Book Read Free

Colorado High

Page 15

by Joyce C. Ware


  “Ick.”

  “Horses, too, Tessa.” They grinned at each other. “As I was saying, all of a sudden Pop put real names to the people in those faded old photographs. Aunt this and Uncle that, and he starts pointing out little boys in short pants who were his cousins, and girls with pigtails who were the sisters he bought out years ago and hasn’t seen since.

  “He doesn’t know them, Tessa, and God knows he never cared about any of them—why, they don’t even exchange Christmas cards! But now he wonders if they have kids. Kids that would be about my age now. Blood kin.” He hesitated. “He’s never made a will, Tessa. Do you realize what could happen if he died intestate?”

  “Oh Jed,” Tessa breathed. “How could he do that to you?”

  “He figures the uncertainty will keep me tied to him. Never occurred to him it might do the opposite.

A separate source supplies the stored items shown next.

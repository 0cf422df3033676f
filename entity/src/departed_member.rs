use sea_orm::entity::prelude::*;

#[derive(Clone, Debug, PartialEq, Eq, DeriveEntityModel)]
#[sea_orm(table_name = "departed_members")]
pub struct Model {
    #[sea_orm(primary_key, auto_increment = false)]
    pub member_id: String,
    #[sea_orm(primary_key, auto_increment = false)]
    pub guild_id: String,
    #[sea_orm(primary_key, auto_increment = false)]
    pub leave_date: DateTimeUtc,
    pub username: String,
    pub display_name: String,
    pub highest_role: Option<String>,
    pub total_points: i32,
    pub join_date: Option<DateTimeUtc>,
    pub times_left: i32,
    pub created_at: DateTimeUtc,
}

#[derive(Copy, Clone, Debug, EnumIter, DeriveRelation)]
pub enum Relation {}

impl ActiveModelBehavior for ActiveModel {}
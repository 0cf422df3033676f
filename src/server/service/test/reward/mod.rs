use crate::server::{
    model::{member::MemberProfile, progress::ProgressStatus},
    service::{ledger::LedgerService, reward::RewardService, welcome::WelcomeService},
};
use sea_orm::DbErr;
use test_utils::{
    builder::TestBuilder,
    factory::{self, quest::QuestFactory, quest_progress::QuestProgressFactory},
};


fn profile() -> MemberProfile {
    MemberProfile::new("alice", "Alice")
}
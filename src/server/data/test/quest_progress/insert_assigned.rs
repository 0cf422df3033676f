use super::*;

/// Tests assigning a starter quest.
///
/// Verifies that a first call inserts an assigned row without an acceptance time and a
/// repeat call leaves it alone.
///
/// Expected: Ok(true), then Ok(false) with one row
#[tokio::test]
async fn inserts_once() -> Result<(), DbErr> {
    let test = TestBuilder::new().with_quest_tables().build().await.unwrap();
    let db = test.db.as_ref().unwrap();

    factory::create_starter_quest(db, "100", "starter1").await?;
    let repo = QuestProgressRepository::new(db);

    assert!(repo.insert_assigned("starter1", 42, 100).await?);
    assert!(!repo.insert_assigned("starter1", 42, 100).await?);

    let progress = repo.get("starter1", 42).await?.unwrap();
    assert_eq!(progress.status, ProgressStatus::Assigned);
    assert!(progress.accepted_at.is_none());
    assert_eq!(entity::prelude::QuestProgress::find().count(db).await?, 1);

    Ok(())
}

/// Tests assigning over an existing approved row.
///
/// Expected: Ok(false), row still approved
#[tokio::test]
async fn keeps_existing_row() -> Result<(), DbErr> {
    let test = TestBuilder::new().with_quest_tables().build().await.unwrap();
    let db = test.db.as_ref().unwrap();

    let starter = factory::create_starter_quest(db, "100", "starter1").await?;
    QuestProgressFactory::new(db, &starter, "42")
        .status("approved")
        .build()
        .await?;
    let repo = QuestProgressRepository::new(db);

    assert!(!repo.insert_assigned("starter1", 42, 100).await?);
    assert_eq!(
        repo.get("starter1", 42).await?.unwrap().status,
        ProgressStatus::Approved
    );

    Ok(())
}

I told him the head wrangler could manage the spread just fine without me and that he could hire a woman to come and look after him. You should have seen the expression on his face when I said that!” Remembering, Jed shook his head. “So, working on the principle of striking while the iron’s hot, I called his lawyer— our lawyer, actually— day before yesterday.”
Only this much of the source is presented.